The results of logistic regression analysis showed that the differences in visiting a pharmacy because of a rash, cough, sore throat, hoarseness of the voice or nervousness were purely country related, with no impact of other background characteristics. The difference of visiting a pharmacy because of a flu and/or flu-like symptoms was due to a country (P<0.001), but also by the difference in age (P<0.017); ie, Polish participants tended to visit a pharmacy because of this reason regardless of age, but – at the same time – younger participants visited more often because of a flu and/or flu-like symptoms, regardless of the country of origin (Figure 1). As Polish participants were younger, this difference was amplified by the impact of age. Finally, the difference in pain being the main reason of visiting a pharmacy resulted purely from the difference in age between both populations (P<0.001) and not the country of origin. Younger participants sought advice regarding pain more often than older, independent of the country they came from.
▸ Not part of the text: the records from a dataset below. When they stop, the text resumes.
//! # E-commerce Repository
//!
//! Storefront categories, products, and orders. Orders write their lines
//! with the parent in one transaction.

use chrono::Utc;
use sqlx::{Sqlite, SqlitePool, Transaction as SqlxTransaction};
use tracing::debug;

use crate::error::{DbError, DbResult};
use keel_core::{Category, Order, OrderItem, Product};

const CATEGORY_COLUMNS: &str = "id, company_id, name, slug, parent_id, description, \
     image_url, is_active, created_at, updated_at";

const PRODUCT_COLUMNS: &str = "id, company_id, name, slug, sku, category_id, description, \
     price_cents, sale_price_cents, cost_cents, stock_quantity, images, is_active, \
     is_featured, created_at, updated_at";

const ORDER_COLUMNS: &str = "id, company_id, order_number, customer_id, status, \
     subtotal_cents, tax_cents, shipping_cents, total_cents, shipping_address, \
     billing_address, notes, created_at, updated_at";

/// One storefront order line as submitted.
#[derive(Debug, Clone)]
pub struct OrderLineInput {
    pub product_id: String,
    pub quantity: i64,
    pub unit_price_cents: i64,
    pub total_cents: i64,
}

#[derive(Debug, Clone)]
pub struct EcommerceRepository {
    pool: SqlitePool,
}

impl EcommerceRepository {
    pub fn new(pool: SqlitePool) -> Self {
        EcommerceRepository { pool }
    }

    // -------------------------------------------------------------------------
    // Categories
    // -------------------------------------------------------------------------

    pub async fn list_categories(&self, company_id: &str) -> DbResult<Vec<Category>> {
        let rows = sqlx::query_as::<_, Category>(&format!(
            "SELECT {CATEGORY_COLUMNS} FROM categories WHERE company_id = ?1 ORDER BY name"
        ))
        .bind(company_id)
        .fetch_all(&self.pool)
        .await?;

        Ok(rows)
    }

    pub async fn get_category(&self, company_id: &str, id: &str) -> DbResult<Option<Category>> {
        let row = sqlx::query_as::<_, Category>(&format!(
            "SELECT {CATEGORY_COLUMNS} FROM categories WHERE id = ?1 AND company_id = ?2"
        ))
        .bind(id)
        .bind(company_id)
        .fetch_optional(&self.pool)
        .await?;

        Ok(row)
    }

    pub async fn insert_category(&self, category: &Category) -> DbResult<()> {
        sqlx::query(&format!(
            "INSERT INTO categories ({CATEGORY_COLUMNS}) \
             VALUES (?1, ?2, ?3, ?4, ?5, ?6, ?7, ?8, ?9, ?10)"
        ))
        .bind(&category.id)
        .bind(&category.company_id)
        .bind(&category.name)
        .bind(&category.slug)
        .bind(&category.parent_id)
        .bind(&category.description)
        .bind(&category.image_url)
        .bind(category.is_active)
        .bind(category.created_at)
        .bind(category.updated_at)
        .execute(&self.pool)
        .await?;

        Ok(())
    }

    pub async fn update_category(&self, category: &Category) -> DbResult<()> {
        let result = sqlx::query(
            "UPDATE categories SET name = ?3, slug = ?4, parent_id = ?5, description = ?6, \
             image_url = ?7, is_active = ?8, updated_at = ?9 \
             WHERE id = ?1 AND company_id = ?2",
        )
        .bind(&category.id)
        .bind(&category.company_id)
        .bind(&category.name)
        .bind(&category.slug)
        .bind(&category.parent_id)
        .bind(&category.description)
        .bind(&category.image_url)
        .bind(category.is_active)
        .bind(Utc::now())
        .execute(&self.pool)
        .await?;

        if result.rows_affected() == 0 {
            return Err(DbError::not_found("Category", &category.id));
        }

        Ok(())
    }

    pub async fn delete_category(&self, company_id: &str, id: &str) -> DbResult<()> {
        let result = sqlx::query("DELETE FROM categories WHERE id = ?1 AND company_id = ?2")
            .bind(id)
            .bind(company_id)
            .execute(&self.pool)
            .await?;

        if result.rows_affected() == 0 {
            return Err(DbError::not_found("Category", id));
        }

        Ok(())
    }

    // -------------------------------------------------------------------------
    // Products
    // -------------------------------------------------------------------------

    pub async fn list_products(&self, company_id: &str) -> DbResult<Vec<Product>> {
        let rows = sqlx::query_as::<_, Product>(&format!(
            "SELECT {PRODUCT_COLUMNS} FROM products \
             WHERE company_id = ?1 ORDER BY created_at DESC"
        ))
        .bind(company_id)
        .fetch_all(&self.pool)
        .await?;

        Ok(rows)
    }

    pub async fn get_product(&self, company_id: &str, id: &str) -> DbResult<Option<Product>> {
        let row = sqlx::query_as::<_, Product>(&format!(
            "SELECT {PRODUCT_COLUMNS} FROM products WHERE id = ?1 AND company_id = ?2"
        ))
        .bind(id)
        .bind(company_id)
        .fetch_optional(&self.pool)
        .await?;

        Ok(row)
    }

    pub async fn insert_product(&self, product: &Product) -> DbResult<()> {
        debug!(sku = %product.sku, "Inserting product");

        sqlx::query(&format!(
            "INSERT INTO products ({PRODUCT_COLUMNS}) \
             VALUES (?1, ?2, ?3, ?4, ?5, ?6, ?7, ?8, ?9, ?10, ?11, ?12, ?13, ?14, ?15, ?16)"
        ))
        .bind(&product.id)
        .bind(&product.company_id)
        .bind(&product.name)
        .bind(&product.slug)
        .bind(&product.sku)
        .bind(&product.category_id)
        .bind(&product.description)
        .bind(product.price_cents)
        .bind(product.sale_price_cents)
        .bind(product.cost_cents)
        .bind(product.stock_quantity)
        .bind(&product.images)
        .bind(product.is_active)
        .bind(product.is_featured)
        .bind(product.created_at)
        .bind(product.updated_at)
        .execute(&self.pool)
        .await?;

        Ok(())
    }

    pub async fn update_product(&self, product: &Product) -> DbResult<()> {
        debug!(id = %product.id, "Updating product");

        let result = sqlx::query(
            "UPDATE products SET name = ?3, slug = ?4, sku = ?5, category_id = ?6, \
             description = ?7, price_cents = ?8, sale_price_cents = ?9, cost_cents = ?10, \
             stock_quantity = ?11, images = ?12, is_active = ?13, is_featured = ?14, \
             updated_at = ?15 WHERE id = ?1 AND company_id = ?2",
        )
        .bind(&product.id)
        .bind(&product.company_id)
        .bind(&product.name)
        .bind(&product.slug)
        .bind(&product.sku)
        .bind(&product.category_id)
        .bind(&product.description)
        .bind(product.price_cents)
        .bind(product.sale_price_cents)
        .bind(product.cost_cents)
        .bind(product.stock_quantity)
        .bind(&product.images)
        .bind(product.is_active)
        .bind(product.is_featured)
        .bind(Utc::now())
        .execute(&self.pool)
        .await?;

        if result.rows_affected() == 0 {
            return Err(DbError::not_found("Product", &product.id));
        }

        Ok(())
    }

    pub async fn delete_product(&self, company_id: &str, id: &str) -> DbResult<()> {
        let result = sqlx::query("DELETE FROM products WHERE id = ?1 AND company_id = ?2")
            .bind(id)
            .bind(company_id)
            .execute(&self.pool)
            .await?;

        if result.rows_affected() == 0 {
            return Err(DbError::not_found("Product", id));
        }

        Ok(())
    }

    // -------------------------------------------------------------------------
    // Orders
    // -------------------------------------------------------------------------

    pub async fn list_orders(&self, company_id: &str) -> DbResult<Vec<Order>> {
        let rows = sqlx::query_as::<_, Order>(&format!(
            "SELECT {ORDER_COLUMNS} FROM orders WHERE company_id = ?1 ORDER BY created_at DESC"
        ))
        .bind(company_id)
        .fetch_all(&self.pool)
        .await?;

        Ok(rows)
    }

    pub async fn get_order(&self, company_id: &str, id: &str) -> DbResult<Option<Order>> {
        let row = sqlx::query_as::<_, Order>(&format!(
            "SELECT {ORDER_COLUMNS} FROM orders WHERE id = ?1 AND company_id = ?2"
        ))
        .bind(id)
        .bind(company_id)
        .fetch_optional(&self.pool)
        .await?;

        Ok(row)
    }

    pub async fn get_order_items(&self, order_id: &str) -> DbResult<Vec<OrderItem>> {
        let rows = sqlx::query_as::<_, OrderItem>(
            "SELECT id, order_id, product_id, quantity, unit_price_cents, total_cents \
             FROM order_items WHERE order_id = ?1 ORDER BY id",
        )
        .bind(order_id)
        .fetch_all(&self.pool)
        .await?;

        Ok(rows)
    }

    pub async fn create_order(&self, order: &Order, lines: &[OrderLineInput]) -> DbResult<()> {
        debug!(order_number = %order.order_number, "Creating storefront order");

        let mut tx = self.pool.begin().await?;

        sqlx::query(&format!(
            "INSERT INTO orders ({ORDER_COLUMNS}) \
             VALUES (?1, ?2, ?3, ?4, ?5, ?6, ?7, ?8, ?9, ?10, ?11, ?12, ?13, ?14)"
        ))
        .bind(&order.id)
        .bind(&order.company_id)
        .bind(&order.order_number)
        .bind(&order.customer_id)
        .bind(order.status)
        .bind(order.subtotal_cents)
        .bind(order.tax_cents)
        .bind(order.shipping_cents)
        .bind(order.total_cents)
        .bind(&order.shipping_address)
        .bind(&order.billing_address)
        .bind(&order.notes)
        .bind(order.created_at)
        .bind(order.updated_at)
        .execute(&mut *tx)
        .await?;

        Self::insert_order_lines(&mut tx, &order.id, lines).await?;

        tx.commit().await?;
        Ok(())
    }

    pub async fn update_order(&self, order: &Order, lines: &[OrderLineInput]) -> DbResult<()> {
        debug!(id = %order.id, "Updating storefront order");

        let mut tx = self.pool.begin().await?;

        let result = sqlx::query(
            "UPDATE orders SET order_number = ?3, customer_id = ?4, status = ?5, \
             subtotal_cents = ?6, tax_cents = ?7, shipping_cents = ?8, total_cents = ?9, \
             shipping_address = ?10, billing_address = ?11, notes = ?12, updated_at = ?13 \
             WHERE id = ?1 AND company_id = ?2",
        )
        .bind(&order.id)
        .bind(&order.company_id)
        .bind(&order.order_number)
        .bind(&order.customer_id)
        .bind(order.status)
        .bind(order.subtotal_cents)
        .bind(order.tax_cents)
        .bind(order.shipping_cents)
        .bind(order.total_cents)
        .bind(&order.shipping_address)
        .bind(&order.billing_address)
        .bind(&order.notes)
        .bind(Utc::now())
        .execute(&mut *tx)
        .await?;

        if result.rows_affected() == 0 {
            return Err(DbError::not_found("Order", &order.id));
        }

        sqlx::query("DELETE FROM order_items WHERE order_id = ?1")
            .bind(&order.id)
            .execute(&mut *tx)
            .await?;
        Self::insert_order_lines(&mut tx, &order.id, lines).await?;

        tx.commit().await?;
        Ok(())
    }

    pub async fn delete_order(&self, company_id: &str, id: &str) -> DbResult<()> {
        let result = sqlx::query("DELETE FROM orders WHERE id = ?1 AND company_id = ?2")
            .bind(id)
            .bind(company_id)
            .execute(&self.pool)
            .await?;

        if result.rows_affected() == 0 {
            return Err(DbError::not_found("Order", id));
        }

        Ok(())
    }

    async fn insert_order_lines(
        tx: &mut SqlxTransaction<'_, Sqlite>,
        order_id: &str,
        lines: &[OrderLineInput],
    ) -> DbResult<()> {
        for line in lines {
            sqlx::query(
                "INSERT INTO order_items (id, order_id, product_id, quantity, \
                 unit_price_cents, total_cents) VALUES (?1, ?2, ?3, ?4, ?5, ?6)",
            )
            .bind(crate::generate_id())
            .bind(order_id)
            .bind(&line.product_id)
            .bind(line.quantity)
            .bind(line.unit_price_cents)
            .bind(line.total_cents)
            .execute(&mut **tx)
            .await?;
        }

        Ok(())
    }
}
Frequency of pharmacy visits
The study showed that British respondents visit a pharmacy more often than the Polish respondents. In Poland, 4% of respondents visited a pharmacy: more than one to two times per week; 34% twice a month; and 62% less than twice a month. In the UK, 18% of responders came to a pharmacy one to two times per week, 20% twice a month, and 61% less than twice a month. Overall, British patients visited their pharmacies more often than Polish patients (P<0.001). Logistic regression confirmed these findings and yielded only a country effect (P<0.001); ie, Polish respondents visited pharmacies less often than UK respondents, regardless of the observed differences in background characteristics. When the country was excluded as a predictor, respondents from rural areas were more likely to visit pharmacies (P<0.001) than responders from towns >100,000 inhabitants, and students less often than other occupational groups (P<0.018).
The number of prescriptions filled per month was different in Poland and in the UK. In Poland, 95% of respondents reported filling zero to two prescriptions per month; whereas, in the UK, that number was 80% (P<0.001). On the other hand, only 0.5% of Polish respondents filled six or more prescriptions per month; whereas, in the UK, it was 8%. The remaining respondents reported filling three to five prescriptions per month. The probability of filling three or more prescriptions per month was higher in the UK than in Poland (OR 3.46; 95% CI 2.00–5.97; P<0.001), increased with age (OR 1.56; 95% CI 1.34–1.82; P<0.0001), and was higher in participants visiting often the same pharmacy (OR 2.02; 95% CI 1.15–3.53; P<0.014) (Figure 2).
Loyalty to single community pharmacy
There was a difference in the level of patients’ loyalty to a single community pharmacy as 38% of Poles declared visiting the same pharmacy versus 61% in the UK (P<0.001).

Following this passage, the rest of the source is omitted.